__Exercise details__. Reproduce, character for character, the entries from their opening line through the line with "tracing_subscriber::fmt()".

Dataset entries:
↓

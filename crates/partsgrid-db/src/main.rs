//! Operator CLI for the partsgrid schema layer.
//!
//! Usage:
//!   partsgrid-db migrate [--to VERSION]          - apply pending migrations
//!   partsgrid-db status                          - show the migration ledger
//!   partsgrid-db verify                          - run read-only diagnostics
//!   partsgrid-db revert [--steps N] [--allow-data-loss]
//!   partsgrid-db seed                            - seed legacy-shape demo data
//!
//! Reads the connection string from `DATABASE_URL` (a `.env` file is picked
//! up if present). `verify` is the manual gate between the additive and
//! destructive phases: read its output before continuing.

use owo_colors::OwoColorize;
use partsgrid_db::migrations::{
    AMBIGUOUS_ORDER_ITEMS_SQL, ENRICHED_GATE, PLACEHOLDER_NAME, UNMATCHED_ORDER_ITEMS_SQL,
};
use regrade::{MigrationRunner, Phase, RevertOptions, guard, verify};
use tokio_postgres::{Client, NoTls};

fn main() -> Result<(), Box<dyn std::error::Error>> {
    tracing_subscriber::fmt()
        .with_env_filter(tracing_subscriber::EnvFilter::from_default_env())
        .init();

    let args: Vec<String> = std::env::args().skip(1).collect();
    let command = args.first().map(String::as_str).unwrap_or("help");

    let rt = tokio::runtime::Runtime::new()?;
    match command {
        "migrate" => rt.block_on(migrate(flag_value(&args, "--to"))),
        "status" => rt.block_on(status()),
        "verify" => rt.block_on(run_verify()),
        "revert" => {
            let steps = flag_value(&args, "--steps")
                .map(|s| s.parse::<usize>())
                .transpose()?
                .unwrap_or(1);
            let allow_data_loss = args.iter().any(|a| a == "--allow-data-loss");
            rt.block_on(revert(steps, allow_data_loss))
        }
        "seed" => rt.block_on(seed()),
        _ => {
            eprintln!("usage: partsgrid-db <migrate|status|verify|revert|seed>");
            std::process::exit(2);
        }
    }
}

fn flag_value<'a>(args: &'a [String], flag: &str) -> Option<&'a str> {
    args.iter()
        .position(|a| a == flag)
        .and_then(|i| args.get(i + 1))
        .map(String::as_str)
}

async fn connect() -> Result<Client, Box<dyn std::error::Error>> {
    let _ = dotenvy::dotenv();
    let database_url = std::env::var("DATABASE_URL")
        .unwrap_or_else(|_| "postgres://localhost/partsgrid".to_string());

    let (client, connection) = tokio_postgres::connect(&database_url, NoTls).await?;
    tokio::spawn(async move {
        if let Err(e) = connection.await {
            eprintln!("connection error: {e}");
        }
    });
    Ok(client)
}

async fn migrate(upto: Option<&str>) -> Result<(), Box<dyn std::error::Error>> {
    let mut client = connect().await?;
    let mut runner = MigrationRunner::new(&mut client);
    let ran = runner.migrate_to(upto).await?;
    if ran.is_empty() {
        println!("nothing to do, schema is up to date");
    } else {
        for version in &ran {
            println!("{} {}", "applied".green(), version);
        }
    }
    Ok(())
}

async fn status() -> Result<(), Box<dyn std::error::Error>> {
    let mut client = connect().await?;
    let runner = MigrationRunner::new(&mut client);
    for entry in runner.status().await? {
        let marker = if entry.applied {
            "applied".green().to_string()
        } else {
            "pending".yellow().to_string()
        };
        let phase = match entry.phase {
            Phase::Additive => "additive",
            Phase::Destructive => "destructive",
        };
        println!("{marker}  {}  {} ({phase})", entry.version, entry.name);
        if !entry.applied
            && let Some(note) = entry.revert_note
        {
            println!("         revert discards data: {note}");
        }
    }
    Ok(())
}

async fn run_verify() -> Result<(), Box<dyn std::error::Error>> {
    let client = connect().await?;

    for table in ["shops", "products", "shop_products", "orders", "order_items"] {
        if guard::table_exists(&client, table).await? {
            let count = verify::row_count(&client, table).await?;
            println!("{count:>8}  {table}");
        }
    }
    println!();

    if guard::column_exists(&client, "shop_products", "name").await? {
        let placeholders = ENRICHED_GATE.blocked_rows(&client).await?;
        report("shop products awaiting enrichment", placeholders, PLACEHOLDER_NAME);

        let duplicates =
            verify::duplicate_slugs(&client, "shop_products", "shop_id", "slug").await?;
        if duplicates.is_empty() {
            println!("{}  no duplicate (shop, slug) pairs", "ok".green());
        } else {
            println!("{}  duplicate (shop, slug) pairs:", "!!".red());
            for dup in duplicates {
                println!("      shop {}  slug {:?}  x{}", dup.scope, dup.slug, dup.count);
            }
        }
    }

    // The legacy key columns are gone after finalization, and these
    // diagnostics with them.
    if guard::column_exists(&client, "order_items", "product_id").await? {
        if guard::column_exists(&client, "order_items", "shop_product_id").await? {
            let unmatched = verify::pending_count(&client, UNMATCHED_ORDER_ITEMS_SQL).await?;
            let ambiguous = verify::pending_count(&client, AMBIGUOUS_ORDER_ITEMS_SQL).await?;
            report("order items with no re-key candidate", unmatched as u64, "");
            report("order items with several candidates", ambiguous as u64, "");
        }
    } else {
        println!("{}  order items finalized on shop_product_id", "ok".green());
    }

    Ok(())
}

fn report(what: &str, count: u64, detail: &str) {
    if count == 0 {
        println!("{}  no {what}", "ok".green());
    } else if detail.is_empty() {
        println!("{}  {count} {what}", "!!".red());
    } else {
        println!("{}  {count} {what} ({detail})", "!!".red());
    }
}

async fn revert(steps: usize, allow_data_loss: bool) -> Result<(), Box<dyn std::error::Error>> {
    let mut client = connect().await?;
    let mut runner = MigrationRunner::new(&mut client);
    let reverted = runner
        .revert(steps, RevertOptions { allow_data_loss })
        .await?;
    for version in &reverted {
        println!("{} {}", "reverted".yellow(), version);
    }
    Ok(())
}

/// Seed legacy-shape demo data. Run right after
/// `migrate --to 2024_10_01_000000` to exercise the full pipeline.
async fn seed() -> Result<(), Box<dyn std::error::Error>> {
    let client = connect().await?;

    println!("seeding legacy-shape demo data...");

    client
        .execute(
            r#"
INSERT INTO users (id, email, full_name, hashed_password)
VALUES
    ('00000000-0000-0000-0000-000000000001', 'ana@partsgrid.test', 'Ana Ferreira', 'x'),
    ('00000000-0000-0000-0000-000000000002', 'joao@partsgrid.test', 'Joao Mendes', 'x')
ON CONFLICT (id) DO NOTHING
"#,
            &[],
        )
        .await?;

    client
        .execute(
            r#"
INSERT INTO shops (id, owner_id, name, slug)
VALUES
    ('00000000-0000-0000-0000-000000000101', '00000000-0000-0000-0000-000000000001', 'Luanda Auto Parts', 'luanda-auto-parts'),
    ('00000000-0000-0000-0000-000000000102', '00000000-0000-0000-0000-000000000002', 'Benguela Motors', 'benguela-motors')
ON CONFLICT (id) DO NOTHING
"#,
            &[],
        )
        .await?;

    client
        .execute(
            r#"
INSERT INTO products (id, name, oe_number, brand, price, image)
VALUES
    ('00000000-0000-0000-0000-000000000201', 'Brake Pad', 'OE-4451', 'Bosch', 45.00, 'data:image/png;base64,cGFk'),
    ('00000000-0000-0000-0000-000000000202', 'Oil Filter', 'OE-1188', 'Mann', 12.50, NULL),
    ('00000000-0000-0000-0000-000000000203', 'Spark Plug Set', 'OE-7730', 'NGK', 28.00, NULL)
ON CONFLICT (id) DO NOTHING
"#,
            &[],
        )
        .await?;

    client
        .execute(
            r#"
INSERT INTO shop_products (id, shop_id, product_id, stock_quantity, price)
VALUES
    ('00000000-0000-0000-0000-000000000301', '00000000-0000-0000-0000-000000000101', '00000000-0000-0000-0000-000000000201', 12, 47.50),
    ('00000000-0000-0000-0000-000000000302', '00000000-0000-0000-0000-000000000101', '00000000-0000-0000-0000-000000000202', 40, NULL),
    ('00000000-0000-0000-0000-000000000303', '00000000-0000-0000-0000-000000000102', '00000000-0000-0000-0000-000000000201', 5, 44.00)
ON CONFLICT (id) DO NOTHING
"#,
            &[],
        )
        .await?;

    client
        .execute(
            r#"
INSERT INTO orders (id, user_id, order_number, total_amount, shipping_address, billing_address, payment_method)
VALUES
    ('00000000-0000-0000-0000-000000000401', '00000000-0000-0000-0000-000000000002', 'PG-2024-0001', 95.00, 'Rua A, Luanda', 'Rua A, Luanda', 'bank_transfer')
ON CONFLICT (id) DO NOTHING
"#,
            &[],
        )
        .await?;

    client
        .execute(
            r#"
INSERT INTO order_items (id, order_id, product_id, shop_id, quantity, unit_price)
VALUES
    ('00000000-0000-0000-0000-000000000501', '00000000-0000-0000-0000-000000000401', '00000000-0000-0000-0000-000000000201', '00000000-0000-0000-0000-000000000101', 2, 47.50)
ON CONFLICT (id) DO NOTHING
"#,
            &[],
        )
        .await?;

    println!("  2 users, 2 shops, 3 products, 3 shop products, 1 order");
    Ok(())
}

↑

__Final answer__.
filename crates/partsgrid-db/src/main.rs
//! Operator CLI for the partsgrid schema layer.
//!
//! Usage:
//!   partsgrid-db migrate [--to VERSION]          - apply pending migrations
//!   partsgrid-db status                          - show the migration ledger
//!   partsgrid-db verify                          - run read-only diagnostics
//!   partsgrid-db revert [--steps N] [--allow-data-loss]
//!   partsgrid-db seed                            - seed legacy-shape demo data
//!
//! Reads the connection string from `DATABASE_URL` (a `.env` file is picked
//! up if present). `verify` is the manual gate between the additive and
//! destructive phases: read its output before continuing.

use owo_colors::OwoColorize;
use partsgrid_db::migrations::{
    AMBIGUOUS_ORDER_ITEMS_SQL, ENRICHED_GATE, PLACEHOLDER_NAME, UNMATCHED_ORDER_ITEMS_SQL,
};
use regrade::{MigrationRunner, Phase, RevertOptions, guard, verify};
use tokio_postgres::{Client, NoTls};

fn main() -> Result<(), Box<dyn std::error::Error>> {
    tracing_subscriber::fmt()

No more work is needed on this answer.